При динамическом распределении памяти адрес любой переменной определяется как сумма базового адреса области данных блока и смещения переменной от начала этой области. Для хранения адресов областей данных используется массив указателей начала областей данных блоков (обычно базовых регистров) – УНБ[1], УНБ[2], ... . В соответствии с правилами определения областей действия имен переменных при работе блока уровня i должны быть загружены указатели УНБ[1]...УНБ[i] в соответствии со статической цепочкой вложенности блоков.
Так, если обозначить [V] – адрес начала области данных блока V, то после входа в блок PR должно быть: УНБ[1]=[PR], после входа в блок P2: УНБ[1]=[PR], УНБ[2]=[P2], после входа в блок P3: УНБ[1]=[PR], УНБ[2]=[P2], УНБ[3]=[P3]; после входа в блок P1: УНБ[1]=[PR], УНБ[2]=[P1].
Средством реализации динамического распределения памяти является стек.
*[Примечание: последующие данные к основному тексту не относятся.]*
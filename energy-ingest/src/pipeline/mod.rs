//! One pipeline run: fetch, validate, merge, report.

use std::{fmt, path::PathBuf, sync::Arc};

use energy_domain::{DateWindow, EnergyReading, EnergyRecord, MergedRecord, WeatherRecord};
use serde::Serialize;
use time::{Date, OffsetDateTime, UtcOffset};
use tracing::Instrument;

use crate::{
    config::AppConfig,
    merge::{self, MergeOptions},
    retry::{Pacer, RetryOutcome, RetryPolicy},
    sinks::{self, ArtifactStore, SinkError},
    sources::{self, EiaEnergySource, NoaaWeatherSource, RetryingSource, Source},
    transform,
    validate::{self, Check, FetchFailure, QualityReport, QualityThresholds},
};

#[derive(thiserror::Error, Debug)]
pub enum PipelineError {
    #[error("failed to persist artifact: {0}")]
    Persist(String),
    #[error("invalid configuration: {0}")]
    Config(String),
}

impl From<SinkError> for PipelineError {
    fn from(e: SinkError) -> Self {
        Self::Persist(e.to_string())
    }
}

#[derive(Debug, Clone, Copy, PartialEq, Eq)]
pub enum RunMode {
    /// Backward window of `days` ending today.
    Historical { days: u32 },
    /// Today only; merged rows are also folded into the rolling dataset.
    Daily,
}

impl RunMode {
    pub fn as_str(&self) -> &'static str {
        match self {
            Self::Historical { .. } => "historical",
            Self::Daily => "daily",
        }
    }

    pub fn window(&self, today: Date) -> DateWindow {
        match self {
            Self::Historical { days } => DateWindow::ending(today, *days),
            Self::Daily => DateWindow::single(today),
        }
    }
}

impl fmt::Display for RunMode {
    fn fmt(&self, f: &mut fmt::Formatter<'_>) -> fmt::Result {
        f.write_str(self.as_str())
    }
}

#[derive(Debug, Clone, Copy, PartialEq, Eq, Serialize)]
#[serde(rename_all = "SCREAMING_SNAKE_CASE")]
pub enum RunState {
    Fetching,
    Validating,
    Merging,
    Reporting,
    Done,
    Partial,
}

impl RunState {
    pub fn as_str(&self) -> &'static str {
        match self {
            Self::Fetching => "FETCHING",
            Self::Validating => "VALIDATING",
            Self::Merging => "MERGING",
            Self::Reporting => "REPORTING",
            Self::Done => "DONE",
            Self::Partial => "PARTIAL",
        }
    }
}

#[derive(Debug, Clone, Serialize)]
pub struct RunSummary {
    pub run_id: String,
    pub mode: String,
    pub state: RunState,
    pub weather_records: usize,
    pub energy_records: usize,
    pub merged_rows: usize,
    pub failed_fetches: usize,
    pub artifacts: Vec<PathBuf>,
}

/// Tracks the stage a run is in and whether any stage came up short.
struct Progress {
    state: RunState,
    partial: bool,
}

impl Progress {
    fn enter(&mut self, next: RunState) {
        self.state = next;
        tracing::debug!(state = next.as_str(), "entering stage");
    }

    fn short(&mut self, reason: &str) {
        if !self.partial {
            tracing::warn!(stage = self.state.as_str(), reason, "run will finish partial");
        }
        self.partial = true;
    }

    fn finish(self) -> RunState {
        if self.partial {
            RunState::Partial
        } else {
            RunState::Done
        }
    }
}

pub struct Orchestrator<W, E> {
    cfg: Arc<AppConfig>,
    weather: RetryingSource<W>,
    energy: RetryingSource<E>,
    store: ArtifactStore,
    thresholds: QualityThresholds,
    merge_opts: MergeOptions,
}

impl Orchestrator<NoaaWeatherSource, EiaEnergySource> {
    /// Wires the NOAA and EIA clients from configuration.
    pub fn from_config(cfg: Arc<AppConfig>) -> Result<Self, PipelineError> {
        let client = sources::http_client(&cfg.http).map_err(|e| PipelineError::Config(e.to_string()))?;
        let weather = NoaaWeatherSource::new(client.clone(), cfg.weather.clone());
        let energy = EiaEnergySource::new(client, cfg.energy.clone());
        Self::new(cfg, weather, energy)
    }
}

impl<W, E> Orchestrator<W, E>
where
    W: Source<WeatherRecord>,
    E: Source<EnergyReading>,
{
    pub fn new(cfg: Arc<AppConfig>, weather: W, energy: E) -> Result<Self, PipelineError> {
        let merge_opts = MergeOptions::from_config(&cfg.quality).map_err(|e| PipelineError::Config(e.to_string()))?;
        let policy = RetryPolicy::from(&cfg.retry);
        let pacer = Arc::new(Pacer::new(cfg.http.pacing()));
        tracing::debug!(
            max_attempts = policy.max_attempts,
            max_wait = ?policy.max_total_wait(),
            pacing = ?pacer.spacing(),
            "retry budget per fetch"
        );

        Ok(Self {
            weather: RetryingSource::new(weather, policy.clone(), pacer.clone()),
            energy: RetryingSource::new(energy, policy, pacer),
            store: ArtifactStore::new(&cfg.output_dir),
            thresholds: QualityThresholds::from(&cfg.quality),
            merge_opts,
            cfg,
        })
    }

    pub fn store(&self) -> &ArtifactStore {
        &self.store
    }

    /// Runs every stage once. Never fails: source, merge and persistence
    /// problems end the run as [`RunState::Partial`] with whatever artifacts
    /// could still be written.
    pub async fn run(&self, mode: RunMode, now: OffsetDateTime) -> RunSummary {
        let run_id = sinks::run_id(now);
        let span = tracing::info_span!("run", run_id = %run_id, mode = mode.as_str());
        let summary = self.run_inner(mode, now, run_id).instrument(span).await;

        metrics::counter!(
            "pipeline_runs_total",
            "mode" => mode.as_str(),
            "state" => summary.state.as_str()
        )
        .increment(1);
        summary
    }

    async fn run_inner(&self, mode: RunMode, now: OffsetDateTime, run_id: String) -> RunSummary {
        let today = now.to_offset(UtcOffset::UTC).date();
        let window = mode.window(today);
        let mut progress = Progress {
            state: RunState::Fetching,
            partial: false,
        };
        let mut artifacts = Vec::new();
        let mut failures = Vec::new();

        tracing::info!(
            start = %window.start,
            end = %window.end,
            cities = self.cfg.cities.len(),
            "starting run"
        );

        // FETCHING
        let mut raw_weather: Vec<WeatherRecord> = Vec::new();
        let mut raw_energy: Vec<EnergyReading> = Vec::new();
        for city in &self.cfg.cities {
            let outcome = self.weather.fetch::<WeatherRecord>(city, &window).await;
            collect_outcome(outcome, &city.name, "weather", &mut raw_weather, &mut failures);

            let outcome = self.energy.fetch::<EnergyReading>(city, &window).await;
            collect_outcome(outcome, &city.name, "energy", &mut raw_energy, &mut failures);
        }
        self.persist(&mut progress, &mut artifacts, |s| s.write_raw("weather", &run_id, &raw_weather));
        self.persist(&mut progress, &mut artifacts, |s| s.write_raw("energy", &run_id, &raw_energy));
        if raw_weather.is_empty() || raw_energy.is_empty() {
            progress.short("a source returned no records for any city");
        }

        // VALIDATING
        progress.enter(RunState::Validating);
        let weather = transform::dedup_weather(raw_weather);
        let energy: Vec<EnergyRecord> = transform::aggregate_daily(&raw_energy);
        let weather_section = validate::validate(&weather, "weather", &self.thresholds, now);
        let energy_section = validate::validate(&energy, "energy", &self.thresholds, now);

        // MERGING
        progress.enter(RunState::Merging);
        let (rows, merge_check): (Vec<MergedRecord>, _) =
            match merge::merge(&weather, &energy, &self.cfg.cities, &self.merge_opts) {
                Ok(out) => {
                    if out.rows.is_empty() {
                        progress.short("every joined row was missing a required field");
                    }
                    (out.rows, Check::Ok(out.summary))
                }
                Err(e) => {
                    tracing::error!(stage = "MERGING", error = %e, "merge failed");
                    progress.short("merge produced no rows");
                    (Vec::new(), Check::failed(e.to_string()))
                }
            };

        // REPORTING
        progress.enter(RunState::Reporting);
        let report = QualityReport {
            run_id: run_id.clone(),
            mode: mode.as_str().to_string(),
            window,
            weather: weather_section,
            energy: energy_section,
            merge: merge_check,
            failed_fetches: failures,
        };
        let failed_fetches = report.failed_fetches.len();
        self.persist(&mut progress, &mut artifacts, |s| s.write_report(&run_id, &report));
        if !rows.is_empty() {
            self.persist(&mut progress, &mut artifacts, |s| s.write_merged(&run_id, &rows));
            if mode == RunMode::Daily {
                let rolling = self.store.root().join(sinks::ROLLING_FILE);
                self.persist(&mut progress, &mut artifacts, |s| s.upsert_rolling(&rows).map(|_| rolling));
            }
        }

        let state = progress.finish();
        let summary = RunSummary {
            run_id,
            mode: mode.as_str().to_string(),
            state,
            weather_records: weather.len(),
            energy_records: energy.len(),
            merged_rows: rows.len(),
            failed_fetches,
            artifacts,
        };
        tracing::info!(
            state = state.as_str(),
            weather = summary.weather_records,
            energy = summary.energy_records,
            merged = summary.merged_rows,
            failed_fetches,
            findings = report.has_findings(),
            "run finished"
        );
        summary
    }

    fn persist<F>(&self, progress: &mut Progress, artifacts: &mut Vec<PathBuf>, write: F)
    where
        F: FnOnce(&ArtifactStore) -> Result<PathBuf, SinkError>,
    {
        match write(&self.store).map_err(PipelineError::from) {
            Ok(path) => artifacts.push(path),
            Err(e) => {
                tracing::error!(error = %e, "artifact write failed");
                progress.short("artifact write failed");
            }
        }
    }
}

/// Appends a successful fetch, or records why the city contributes nothing.
fn collect_outcome<T>(
    outcome: RetryOutcome<Vec<T>>,
    city: &str,
    source: &str,
    into: &mut Vec<T>,
    failures: &mut Vec<FetchFailure>,
) {
    match outcome {
        RetryOutcome::Success { value, .. } => into.extend(value),
        RetryOutcome::Exhausted { last_error: error, .. } | RetryOutcome::Aborted { error, .. } => {
            failures.push(FetchFailure {
                city: city.to_string(),
                source: source.to_string(),
                error: error.to_string(),
            });
        }
    }
}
Обозначим:
УС – указатель стека;
k – номер блока;
УБ[k] – уровень блока k;
УБТ – уровень текущего блока;
n[k] – размер области данных блока k;
УНБО[k] – значение указателя начала области данных блока,
в котором описана процедура или содержится блок k;
УНБВ[k] – значение указателя начала области данных блока, из
которого произошел вызов процедуры или вход в блок k;
УБВ[k] – уровень блока, из которого произошел вызов процедуры
или вход в блок k.
Связующей информацией блока k называется тройка значений (УНБО[k], УНБВ[k], УБВ[k]). Эта информация помещается в начало области данных каждого блока. Для самого внешнего блока связующей информацией считается (0,0,0).
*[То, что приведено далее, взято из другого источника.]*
use std::net::SocketAddr;

use axum::{http::StatusCode, routing::get, Router};
use metrics_exporter_prometheus::{PrometheusBuilder, PrometheusHandle};
use once_cell::sync::OnceCell;

static PROM_HANDLE: OnceCell<PrometheusHandle> = OnceCell::new();

/// Installs the Prometheus recorder and serves `/metrics` on `bind_addr`.
///
/// Without this call the pipeline's counters go to the no-op recorder.
pub fn init(bind_addr: &str) -> anyhow::Result<()> {
    let addr: SocketAddr = bind_addr
        .parse()
        .map_err(|e| anyhow::anyhow!("invalid metrics.bind_addr {bind_addr}: {e}"))?;

    let handle = PrometheusBuilder::new()
        .install_recorder()
        .map_err(|e| anyhow::anyhow!("failed to install Prometheus recorder: {e}"))?;
    // A second init keeps the first handle.
    let _ = PROM_HANDLE.set(handle);

    tokio::spawn(async move {
        let app = Router::new().route("/metrics", get(metrics_handler));

        match tokio::net::TcpListener::bind(addr).await {
            Ok(listener) => {
                tracing::info!(%addr, "metrics endpoint listening");
                if let Err(e) = axum::serve(listener, app.into_make_service()).await {
                    tracing::error!(error = %e, "metrics server error");
                }
            }
            Err(e) => {
                tracing::error!(error = %e, %addr, "failed to bind metrics listener");
            }
        }
    });

    Ok(())
}

async fn metrics_handler() -> Result<String, StatusCode> {
    PROM_HANDLE
        .get()
        .map(PrometheusHandle::render)
        .ok_or(StatusCode::SERVICE_UNAVAILABLE)
}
При входе в самый внешний блок значения УС и УНБ[1] устанавливаются на начало стека, для уровня текущего блока принимается начальное значение – УБТ = 1. Далее, при входе в любой блок k выполняется подпрограмма:
ВХОД: СТЕК(УС) = (УНБ[УБ[k]-1], УНБ[УБТ], УБТ);
УБТ = УБ[k];
УНБ[УБ[k]] = УС;
УС = УС + n[k]+ LS; // LS - длина связующей
// информации
Для приведенного примера после входов в процедуры P2, P3, P1 имеем состояние стека:
CТЕК Вход в PR Вход в P2 Вход в P3 Вход в P1
┌───────────┐
PR:│(0,0,0) │ УНБ[1]=[PR] УНБ[1]=[PR] УНБ[1]=[PR] УНБ[1]=[PR]
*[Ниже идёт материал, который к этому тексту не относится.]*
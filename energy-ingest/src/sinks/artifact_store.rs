use std::{
    collections::BTreeMap,
    fs,
    path::{Path, PathBuf},
};

use energy_domain::MergedRecord;
use serde::Serialize;
use time::Date;

use super::{parse_run_id, SinkError};
use crate::validate::QualityReport;

pub const ROLLING_FILE: &str = "merged_rolling.csv";
pub const MERGED_PREFIX: &str = "merged_data";
pub const REPORT_PREFIX: &str = "quality_report";

/// Writes run artifacts under one directory, named `<prefix>_<run_id>.<ext>`.
///
/// Every file is written to a sibling `.tmp` path and renamed into place, so a
/// reader never observes a half-written artifact.
#[derive(Debug, Clone)]
pub struct ArtifactStore {
    root: PathBuf,
}

impl ArtifactStore {
    pub fn new(root: impl Into<PathBuf>) -> Self {
        Self { root: root.into() }
    }

    pub fn root(&self) -> &Path {
        &self.root
    }

    pub fn ensure_root(&self) -> Result<(), SinkError> {
        fs::create_dir_all(&self.root).map_err(|e| SinkError::io(&self.root, e))
    }

    fn path_for(&self, prefix: &str, run_id: &str, ext: &str) -> PathBuf {
        self.root.join(format!("{prefix}_{run_id}.{ext}"))
    }

    fn write_atomic(&self, path: &Path, bytes: &[u8]) -> Result<(), SinkError> {
        self.ensure_root()?;
        let tmp = path.with_extension("tmp");
        fs::write(&tmp, bytes).map_err(|e| SinkError::io(&tmp, e))?;
        fs::rename(&tmp, path).map_err(|e| SinkError::io(path, e))?;
        tracing::info!(path = %path.display(), bytes = bytes.len(), "wrote artifact");
        Ok(())
    }

    pub fn write_merged(&self, run_id: &str, rows: &[MergedRecord]) -> Result<PathBuf, SinkError> {
        let path = self.path_for(MERGED_PREFIX, run_id, "csv");
        self.write_atomic(&path, &encode_csv(rows)?)?;
        Ok(path)
    }

    pub fn write_report(&self, run_id: &str, report: &QualityReport) -> Result<PathBuf, SinkError> {
        let path = self.path_for(REPORT_PREFIX, run_id, "json");
        self.write_atomic(&path, &serde_json::to_vec_pretty(report)?)?;
        Ok(path)
    }

    /// Dumps a source's records as fetched, before any cleanup.
    pub fn write_raw<T: Serialize>(&self, source: &str, run_id: &str, records: &[T]) -> Result<PathBuf, SinkError> {
        let path = self.path_for(&format!("{source}_raw"), run_id, "json");
        self.write_atomic(&path, &serde_json::to_vec_pretty(records)?)?;
        Ok(path)
    }

    pub fn read_merged(path: &Path) -> Result<Vec<MergedRecord>, SinkError> {
        let file = fs::File::open(path).map_err(|e| SinkError::io(path, e))?;
        let mut rdr = csv::Reader::from_reader(file);
        let mut rows = Vec::new();
        for row in rdr.deserialize() {
            rows.push(row?);
        }
        Ok(rows)
    }

    /// Folds `rows` into the rolling dataset keyed by (city, date); incoming
    /// rows replace stored ones. Returns the row count after the upsert.
    pub fn upsert_rolling(&self, rows: &[MergedRecord]) -> Result<usize, SinkError> {
        let path = self.root.join(ROLLING_FILE);
        let mut by_key: BTreeMap<(String, Date), MergedRecord> = BTreeMap::new();

        if path.exists() {
            for row in Self::read_merged(&path)? {
                by_key.insert((row.city.clone(), row.date), row);
            }
        }
        let existing = by_key.len();
        for row in rows {
            by_key.insert((row.city.clone(), row.date), row.clone());
        }

        let merged: Vec<MergedRecord> = by_key.into_values().collect();
        self.write_atomic(&path, &encode_csv(&merged)?)?;
        tracing::info!(existing, incoming = rows.len(), total = merged.len(), "updated rolling dataset");
        Ok(merged.len())
    }

    /// Most recent `<prefix>_<run_id>.*` by the timestamp in its name.
    pub fn latest(&self, prefix: &str) -> Result<Option<PathBuf>, SinkError> {
        let entries = match fs::read_dir(&self.root) {
            Ok(entries) => entries,
            Err(e) if e.kind() == std::io::ErrorKind::NotFound => return Ok(None),
            Err(e) => return Err(SinkError::io(&self.root, e)),
        };

        let mut best = None;
        for entry in entries {
            let entry = entry.map_err(|e| SinkError::io(&self.root, e))?;
            let path = entry.path();
            let Some(stem) = path.file_stem().and_then(|s| s.to_str()) else {
                continue;
            };
            if path.extension().is_some_and(|ext| ext == "tmp") {
                continue;
            }
            let Some(stamp) = stem
                .strip_prefix(prefix)
                .and_then(|rest| rest.strip_prefix('_'))
                .and_then(parse_run_id)
            else {
                continue;
            };
            if best.as_ref().map_or(true, |(t, _)| stamp > *t) {
                best = Some((stamp, path));
            }
        }
        Ok(best.map(|(_, path)| path))
    }
}

fn encode_csv(rows: &[MergedRecord]) -> Result<Vec<u8>, SinkError> {
    let mut wtr = csv::Writer::from_writer(Vec::new());
    if rows.is_empty() {
        wtr.write_record(MERGED_COLUMNS)?;
    }
    for row in rows {
        wtr.serialize(row)?;
    }
    wtr.into_inner().map_err(|e| SinkError::Csv(e.into_error().into()))
}

pub const MERGED_COLUMNS: [&str; 10] = [
    "city",
    "date",
    "temp_high_c",
    "temp_low_c",
    "temp_avg_c",
    "energy_consumption_mwh",
    "energy_region",
    "station_id",
    "latitude",
    "longitude",
];
use energy_domain::CityProfile;
use serde::Deserialize;
use std::{collections::HashSet, fs, path::PathBuf, time::Duration};

#[derive(Debug, Clone, Deserialize)]
pub struct RetryConfig {
    #[serde(default = "default_max_attempts")]
    pub max_attempts: u32,
    #[serde(default = "default_initial_delay_ms")]
    pub initial_delay_ms: u64,
    #[serde(default = "default_backoff_factor")]
    pub backoff_factor: f64,
    #[serde(default = "default_max_delay_ms")]
    pub max_delay_ms: u64,
}

impl Default for RetryConfig {
    fn default() -> Self {
        Self {
            max_attempts: default_max_attempts(),
            initial_delay_ms: default_initial_delay_ms(),
            backoff_factor: default_backoff_factor(),
            max_delay_ms: default_max_delay_ms(),
        }
    }
}

#[derive(Debug, Clone, Deserialize)]
pub struct HttpConfig {
    #[serde(default = "default_request_timeout_secs")]
    pub request_timeout_secs: u64,
    /// Minimum spacing between consecutive API requests.
    #[serde(default = "default_pacing_ms")]
    pub pacing_ms: u64,
}

impl Default for HttpConfig {
    fn default() -> Self {
        Self {
            request_timeout_secs: default_request_timeout_secs(),
            pacing_ms: default_pacing_ms(),
        }
    }
}

impl HttpConfig {
    pub fn request_timeout(&self) -> Duration {
        Duration::from_secs(self.request_timeout_secs)
    }

    pub fn pacing(&self) -> Duration {
        Duration::from_millis(self.pacing_ms)
    }
}

#[derive(Debug, Clone, Deserialize)]
pub struct WeatherSourceConfig {
    #[serde(default = "default_noaa_url")]
    pub base_url: String,
    #[serde(default)]
    pub token: String,
    #[serde(default = "default_dataset_id")]
    pub dataset_id: String,
    #[serde(default = "default_units")]
    pub units: String,
    /// Multiplier from the API's native value to degrees Celsius
    /// (1.0 for `units = "metric"`, 0.1 for raw GHCN tenths).
    #[serde(default = "default_value_scale")]
    pub value_scale: f64,
    #[serde(default = "default_page_limit")]
    pub page_limit: u32,
}

#[derive(Debug, Clone, Deserialize)]
pub struct EnergySourceConfig {
    #[serde(default = "default_eia_hourly_url")]
    pub hourly_url: String,
    #[serde(default = "default_eia_monthly_url")]
    pub monthly_url: String,
    #[serde(default)]
    pub api_key: String,
    /// Sector used by the monthly retail-sales route.
    #[serde(default = "default_monthly_sector")]
    pub monthly_sector: String,
    /// Rows per request; EIA v2 serves at most 5000.
    #[serde(default = "default_eia_page_length")]
    pub page_length: u32,
}

#[derive(Debug, Clone, Deserialize)]
pub struct QualityConfig {
    #[serde(default = "default_temp_min_c")]
    pub temp_min_c: f64,
    #[serde(default = "default_temp_max_c")]
    pub temp_max_c: f64,
    #[serde(default)]
    pub energy_min_mwh: f64,
    #[serde(default = "default_staleness_days")]
    pub staleness_days: i64,
    #[serde(default = "default_required_fields")]
    pub required_fields: Vec<String>,
}

impl Default for QualityConfig {
    fn default() -> Self {
        Self {
            temp_min_c: default_temp_min_c(),
            temp_max_c: default_temp_max_c(),
            energy_min_mwh: 0.0,
            staleness_days: default_staleness_days(),
            required_fields: default_required_fields(),
        }
    }
}

#[derive(Debug, Clone, Deserialize)]
pub struct PipelineConfig {
    #[serde(default = "default_historical_days")]
    pub historical_days: u32,
}

impl Default for PipelineConfig {
    fn default() -> Self {
        Self {
            historical_days: default_historical_days(),
        }
    }
}

#[derive(Debug, Clone, Deserialize)]
pub struct ScheduleConfig {
    #[serde(default = "default_interval_secs")]
    pub interval_secs: u64,
}

impl Default for ScheduleConfig {
    fn default() -> Self {
        Self {
            interval_secs: default_interval_secs(),
        }
    }
}

#[derive(Debug, Clone, Deserialize)]
pub struct MetricsConfig {
    pub bind_addr: String,
}

#[derive(Debug, Clone, Deserialize)]
pub struct AppConfig {
    #[serde(default = "default_output_dir")]
    pub output_dir: PathBuf,
    #[serde(default)]
    pub retry: RetryConfig,
    #[serde(default)]
    pub http: HttpConfig,
    pub weather: WeatherSourceConfig,
    pub energy: EnergySourceConfig,
    #[serde(default)]
    pub quality: QualityConfig,
    #[serde(default)]
    pub pipeline: PipelineConfig,
    #[serde(default)]
    pub schedule: ScheduleConfig,
    pub metrics: Option<MetricsConfig>,
    pub cities: Vec<CityProfile>,
}

impl AppConfig {
    pub fn load() -> anyhow::Result<Self> {
        use std::env;

        let path = env::var("ENERGY_INGEST_CONFIG").unwrap_or_else(|_| "energy-ingest.toml".to_string());
        let contents = fs::read_to_string(&path)
            .map_err(|e| anyhow::anyhow!("failed to read config {path}: {e}"))?;
        let mut cfg = Self::from_toml(&contents)?;

        // Credentials may come from the environment instead of the file.
        if let Ok(token) = env::var("NOAA_TOKEN") {
            cfg.weather.token = token;
        }
        if let Ok(key) = env::var("EIA_API_KEY") {
            cfg.energy.api_key = key;
        }

        Ok(cfg)
    }

    pub fn from_toml(contents: &str) -> anyhow::Result<Self> {
        let cfg: AppConfig = toml::from_str(contents)?;
        cfg.validate()?;
        Ok(cfg)
    }

    pub fn validate(&self) -> anyhow::Result<()> {
        if self.cities.is_empty() {
            anyhow::bail!("config lists no cities");
        }
        let mut seen = HashSet::new();
        for city in &self.cities {
            if !seen.insert(city.name.as_str()) {
                anyhow::bail!("duplicate city name '{}'", city.name);
            }
        }
        if self.retry.max_attempts == 0 {
            anyhow::bail!("retry.max_attempts must be at least 1");
        }
        if self.retry.backoff_factor < 1.0 {
            anyhow::bail!("retry.backoff_factor must be >= 1.0");
        }
        if self.quality.temp_min_c >= self.quality.temp_max_c {
            anyhow::bail!("quality.temp_min_c must be below quality.temp_max_c");
        }
        Ok(())
    }
}

fn default_max_attempts() -> u32 {
    5
}

fn default_initial_delay_ms() -> u64 {
    1_000
}

fn default_backoff_factor() -> f64 {
    2.0
}

fn default_max_delay_ms() -> u64 {
    30_000
}

fn default_request_timeout_secs() -> u64 {
    30
}

fn default_pacing_ms() -> u64 {
    200
}

fn default_noaa_url() -> String {
    "https://www.ncei.noaa.gov/cdo-web/api/v2/data".to_string()
}

fn default_dataset_id() -> String {
    "GHCND".to_string()
}

fn default_units() -> String {
    "metric".to_string()
}

fn default_value_scale() -> f64 {
    1.0
}

fn default_page_limit() -> u32 {
    1000
}

fn default_eia_hourly_url() -> String {
    "https://api.eia.gov/v2/electricity/rto/region-data/data/".to_string()
}

fn default_eia_monthly_url() -> String {
    "https://api.eia.gov/v2/electricity/retail-sales/data/".to_string()
}

fn default_monthly_sector() -> String {
    "ALL".to_string()
}

fn default_eia_page_length() -> u32 {
    5_000
}

fn default_temp_min_c() -> f64 {
    -45.0
}

fn default_temp_max_c() -> f64 {
    55.0
}

fn default_staleness_days() -> i64 {
    3
}

fn default_required_fields() -> Vec<String> {
    vec![
        "temp_high_c".to_string(),
        "temp_low_c".to_string(),
        "energy_consumption_mwh".to_string(),
    ]
}

fn default_historical_days() -> u32 {
    90
}

fn default_interval_secs() -> u64 {
    24 * 60 * 60
}

fn default_output_dir() -> PathBuf {
    PathBuf::from("data")
}

#[cfg(test)]
mod tests {
    use super::*;
    use energy_domain::EnergyRoute;

    const MINIMAL: &str = r#"
        [weather]
        token = "noaa-token"

        [energy]
        api_key = "eia-key"

        [[cities]]
        name = "New York"
        noaa_station_id = "GHCND:USW00094728"
        eia_region = "NYIS"
        latitude = 40.71
        longitude = -74.01

        [[cities]]
        name = "Phoenix"
        noaa_station_id = "GHCND:USW00023183"
        eia_region = "AZ"
        latitude = 33.45
        longitude = -112.07
        energy_route = "monthly"
    "#;

    #[test]
    fn minimal_config_gets_documented_defaults() {
        let cfg = AppConfig::from_toml(MINIMAL).unwrap();
        assert_eq!(cfg.retry.max_attempts, 5);
        assert_eq!(cfg.retry.initial_delay_ms, 1_000);
        assert_eq!(cfg.retry.backoff_factor, 2.0);
        assert_eq!(cfg.http.pacing(), Duration::from_millis(200));
        assert_eq!(cfg.quality.temp_min_c, -45.0);
        assert_eq!(cfg.quality.temp_max_c, 55.0);
        assert_eq!(cfg.quality.staleness_days, 3);
        assert_eq!(cfg.pipeline.historical_days, 90);
        assert_eq!(cfg.weather.dataset_id, "GHCND");
        assert!(cfg.metrics.is_none());
        assert_eq!(cfg.cities[1].energy_route, EnergyRoute::Monthly);
    }

    #[test]
    fn duplicate_city_names_are_rejected() {
        let doubled = format!(
            "{MINIMAL}\n[[cities]]\nname = \"Phoenix\"\nnoaa_station_id = \"x\"\neia_region = \"AZ\"\nlatitude = 0.0\nlongitude = 0.0\n"
        );
        let err = AppConfig::from_toml(&doubled).unwrap_err();
        assert!(err.to_string().contains("duplicate city"));
    }

    #[test]
    fn inverted_temperature_thresholds_are_rejected() {
        let cfg = format!("{MINIMAL}\n[quality]\ntemp_min_c = 10.0\ntemp_max_c = 5.0\n");
        assert!(AppConfig::from_toml(&cfg).is_err());
    }

    #[test]
    fn example_config_parses() {
        let cfg = AppConfig::from_toml(include_str!("../energy-ingest.example.toml")).unwrap();
        assert_eq!(cfg.cities.len(), 5);
        assert!(cfg.metrics.is_none());
        let seattle = cfg.cities.iter().find(|c| c.name == "Seattle").unwrap();
        assert_eq!(seattle.energy_route, energy_domain::EnergyRoute::Monthly);
    }
}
│ a │ УБТ=1 УНБ[2]=[P2] УНБ[2]=[P2] УНБ[2]=[P1]
P2:│[PR],[PR],1│<─ УС УБТ=2 УНБ[3]=[P3] УБТ=2
│ g │ ┌─ УС УБТ=3 ┌─ УС
P3:│[P2],[P2],2│<───────────┘ ┌── УС │
│ b │ │ │
│ a │ │ │
P1:│[PR],[P3],3│<───────────────────────┘ │
│ x │ │
│ y │ │
│ z │ │
└───────────┘<────────────────────────────────────┘
Первые элементы связующей информации определяют цепочку адресов областей данных блоков в соответствии со статической цепочкой вложенности блоков (P1→PR, P3→P2→PR). Вторые элементы определяют цепочку адресов в соответствии с динамической цепочкой вызова блоков (P1→P3→P2→PR).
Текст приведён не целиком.